(MATERIAL FOR THIS TASK Opens)

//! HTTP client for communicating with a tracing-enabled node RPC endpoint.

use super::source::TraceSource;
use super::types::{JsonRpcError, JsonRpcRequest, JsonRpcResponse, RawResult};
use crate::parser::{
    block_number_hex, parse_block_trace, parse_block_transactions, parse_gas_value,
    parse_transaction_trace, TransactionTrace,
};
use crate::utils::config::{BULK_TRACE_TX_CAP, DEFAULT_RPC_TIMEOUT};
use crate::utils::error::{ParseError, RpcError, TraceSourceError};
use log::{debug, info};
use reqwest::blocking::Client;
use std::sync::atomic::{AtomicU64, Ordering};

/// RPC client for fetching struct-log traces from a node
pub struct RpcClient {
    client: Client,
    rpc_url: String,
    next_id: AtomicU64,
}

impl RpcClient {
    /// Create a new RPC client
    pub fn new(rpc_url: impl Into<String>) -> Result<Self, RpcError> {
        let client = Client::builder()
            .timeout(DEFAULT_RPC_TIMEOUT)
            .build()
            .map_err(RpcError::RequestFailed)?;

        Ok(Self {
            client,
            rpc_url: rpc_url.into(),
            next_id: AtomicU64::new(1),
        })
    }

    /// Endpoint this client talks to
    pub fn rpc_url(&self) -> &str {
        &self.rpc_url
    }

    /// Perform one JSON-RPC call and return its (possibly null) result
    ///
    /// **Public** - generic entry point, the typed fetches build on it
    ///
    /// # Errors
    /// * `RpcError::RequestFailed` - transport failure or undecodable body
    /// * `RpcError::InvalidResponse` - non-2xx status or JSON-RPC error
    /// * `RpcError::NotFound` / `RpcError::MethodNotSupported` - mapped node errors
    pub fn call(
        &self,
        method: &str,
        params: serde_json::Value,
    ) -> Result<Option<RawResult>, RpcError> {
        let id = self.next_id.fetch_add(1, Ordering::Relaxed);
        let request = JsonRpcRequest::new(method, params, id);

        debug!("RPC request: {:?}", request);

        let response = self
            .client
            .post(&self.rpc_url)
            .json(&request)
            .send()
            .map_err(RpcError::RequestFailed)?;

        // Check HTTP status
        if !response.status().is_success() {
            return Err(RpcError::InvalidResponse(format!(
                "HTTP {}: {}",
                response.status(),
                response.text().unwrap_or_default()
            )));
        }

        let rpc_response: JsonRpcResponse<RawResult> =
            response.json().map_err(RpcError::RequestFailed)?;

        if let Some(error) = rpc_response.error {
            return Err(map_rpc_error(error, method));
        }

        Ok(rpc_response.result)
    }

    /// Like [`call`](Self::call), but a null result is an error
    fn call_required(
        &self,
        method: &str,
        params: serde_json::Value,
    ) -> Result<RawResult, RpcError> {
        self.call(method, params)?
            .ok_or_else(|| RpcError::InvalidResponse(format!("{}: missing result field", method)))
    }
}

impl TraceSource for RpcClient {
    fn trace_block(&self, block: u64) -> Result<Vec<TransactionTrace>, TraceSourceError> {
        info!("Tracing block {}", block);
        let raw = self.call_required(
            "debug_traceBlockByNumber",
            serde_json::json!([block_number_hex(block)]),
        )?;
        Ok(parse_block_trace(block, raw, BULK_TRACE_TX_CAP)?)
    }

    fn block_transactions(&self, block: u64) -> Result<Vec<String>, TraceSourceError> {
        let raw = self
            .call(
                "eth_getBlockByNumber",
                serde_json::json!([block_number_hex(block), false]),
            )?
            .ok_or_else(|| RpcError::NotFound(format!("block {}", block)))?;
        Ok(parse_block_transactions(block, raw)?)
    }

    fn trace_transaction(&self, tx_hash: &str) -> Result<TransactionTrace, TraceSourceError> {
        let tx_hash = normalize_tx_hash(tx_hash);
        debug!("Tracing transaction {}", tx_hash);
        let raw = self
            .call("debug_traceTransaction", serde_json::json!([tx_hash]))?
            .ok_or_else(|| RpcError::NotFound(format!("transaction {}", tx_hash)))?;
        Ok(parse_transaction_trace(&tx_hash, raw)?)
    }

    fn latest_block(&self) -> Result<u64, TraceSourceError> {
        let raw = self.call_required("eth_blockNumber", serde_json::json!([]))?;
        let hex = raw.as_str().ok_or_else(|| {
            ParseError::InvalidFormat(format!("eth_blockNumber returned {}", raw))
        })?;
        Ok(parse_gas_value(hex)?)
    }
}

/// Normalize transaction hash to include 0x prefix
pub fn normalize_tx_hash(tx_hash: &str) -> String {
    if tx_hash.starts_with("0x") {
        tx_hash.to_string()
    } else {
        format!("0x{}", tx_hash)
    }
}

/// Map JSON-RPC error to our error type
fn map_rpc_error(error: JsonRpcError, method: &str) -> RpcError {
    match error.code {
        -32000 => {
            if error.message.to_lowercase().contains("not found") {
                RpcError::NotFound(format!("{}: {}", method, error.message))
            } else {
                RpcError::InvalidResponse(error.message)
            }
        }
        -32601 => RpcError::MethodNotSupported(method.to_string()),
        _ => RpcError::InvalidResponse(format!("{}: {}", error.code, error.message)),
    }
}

(MATERIAL FOR THIS TASK Closes)

EXERCISE: Exact copies of all the lines above are required.

SOLUTION FOR THIS TASK:
//! HTTP client for communicating with a tracing-enabled node RPC endpoint.

use super::source::TraceSource;
use super::types::{JsonRpcError, JsonRpcRequest, JsonRpcResponse, RawResult};
use crate::parser::{
    block_number_hex, parse_block_trace, parse_block_transactions, parse_gas_value,
    parse_transaction_trace, TransactionTrace,
};
use crate::utils::config::{BULK_TRACE_TX_CAP, DEFAULT_RPC_TIMEOUT};
use crate::utils::error::{ParseError, RpcError, TraceSourceError};
use log::{debug, info};
use reqwest::blocking::Client;
use std::sync::atomic::{AtomicU64, Ordering};

/// RPC client for fetching struct-log traces from a node
pub struct RpcClient {
    client: Client,
    rpc_url: String,
    next_id: AtomicU64,
}

impl RpcClient {
    /// Create a new RPC client
    pub fn new(rpc_url: impl Into<String>) -> Result<Self, RpcError> {
        let client = Client::builder()
            .timeout(DEFAULT_RPC_TIMEOUT)
            .build()
            .map_err(RpcError::RequestFailed)?;

        Ok(Self {
            client,
            rpc_url: rpc_url.into(),
            next_id: AtomicU64::new(1),
        })
    }

    /// Endpoint this client talks to
    pub fn rpc_url(&self) -> &str {
        &self.rpc_url
    }

    /// Perform one JSON-RPC call and return its (possibly null) result
    ///
    /// **Public** - generic entry point, the typed fetches build on it
    ///
    /// # Errors
    /// * `RpcError::RequestFailed` - transport failure or undecodable body
    /// * `RpcError::InvalidResponse` - non-2xx status or JSON-RPC error
    /// * `RpcError::NotFound` / `RpcError::MethodNotSupported` - mapped node errors
    pub fn call(
        &self,
        method: &str,
        params: serde_json::Value,
    ) -> Result<Option<RawResult>, RpcError> {
        let id = self.next_id.fetch_add(1, Ordering::Relaxed);
        let request = JsonRpcRequest::new(method, params, id);

        debug!("RPC request: {:?}", request);

        let response = self
            .client
            .post(&self.rpc_url)
            .json(&request)
            .send()
            .map_err(RpcError::RequestFailed)?;

        // Check HTTP status
        if !response.status().is_success() {
            return Err(RpcError::InvalidResponse(format!(
                "HTTP {}: {}",
                response.status(),
                response.text().unwrap_or_default()
            )));
        }

        let rpc_response: JsonRpcResponse<RawResult> =
            response.json().map_err(RpcError::RequestFailed)?;

        if let Some(error) = rpc_response.error {
            return Err(map_rpc_error(error, method));
        }

        Ok(rpc_response.result)
    }

    /// Like [`call`](Self::call), but a null result is an error
    fn call_required(
        &self,
        method: &str,
        params: serde_json::Value,
    ) -> Result<RawResult, RpcError> {
        self.call(method, params)?
            .ok_or_else(|| RpcError::InvalidResponse(format!("{}: missing result field", method)))
    }
}

impl TraceSource for RpcClient {
    fn trace_block(&self, block: u64) -> Result<Vec<TransactionTrace>, TraceSourceError> {
        info!("Tracing block {}", block);
        let raw = self.call_required(
            "debug_traceBlockByNumber",
            serde_json::json!([block_number_hex(block)]),
        )?;
        Ok(parse_block_trace(block, raw, BULK_TRACE_TX_CAP)?)
    }

    fn block_transactions(&self, block: u64) -> Result<Vec<String>, TraceSourceError> {
        let raw = self
            .call(
                "eth_getBlockByNumber",
                serde_json::json!([block_number_hex(block), false]),
            )?
            .ok_or_else(|| RpcError::NotFound(format!("block {}", block)))?;
        Ok(parse_block_transactions(block, raw)?)
    }

    fn trace_transaction(&self, tx_hash: &str) -> Result<TransactionTrace, TraceSourceError> {
        let tx_hash = normalize_tx_hash(tx_hash);
        debug!("Tracing transaction {}", tx_hash);
        let raw = self
            .call("debug_traceTransaction", serde_json::json!([tx_hash]))?
            .ok_or_else(|| RpcError::NotFound(format!("transaction {}", tx_hash)))?;
        Ok(parse_transaction_trace(&tx_hash, raw)?)
    }

    fn latest_block(&self) -> Result<u64, TraceSourceError> {
        let raw = self.call_required("eth_blockNumber", serde_json::json!([]))?;
        let hex = raw.as_str().ok_or_else(|| {
            ParseError::InvalidFormat(format!("eth_blockNumber returned {}", raw))
        })?;
        Ok(parse_gas_value(hex)?)
    }
}

/// Normalize transaction hash to include 0x prefix
pub fn normalize_tx_hash(tx_hash: &str) -> String {
    if tx_hash.starts_with("0x") {
        tx_hash.to_string()
    } else {
        format!("0x{}", tx_hash)
    }
}

/// Map JSON-RPC error to our error type
fn map_rpc_error(error: JsonRpcError, method: &str) -> RpcError {
    match error.code {
        -32000 => {
            if error.message.to_lowercase().contains("not found") {
                RpcError::NotFound(format!("{}: {}", method, error.message))
            } else {
                RpcError::InvalidResponse(error.message)
            }
        }
        -32601 => RpcError::MethodNotSupported(method.to_string()),
        _ => RpcError::InvalidResponse(format!("{}: {}", error.code, error.message)),
    }
}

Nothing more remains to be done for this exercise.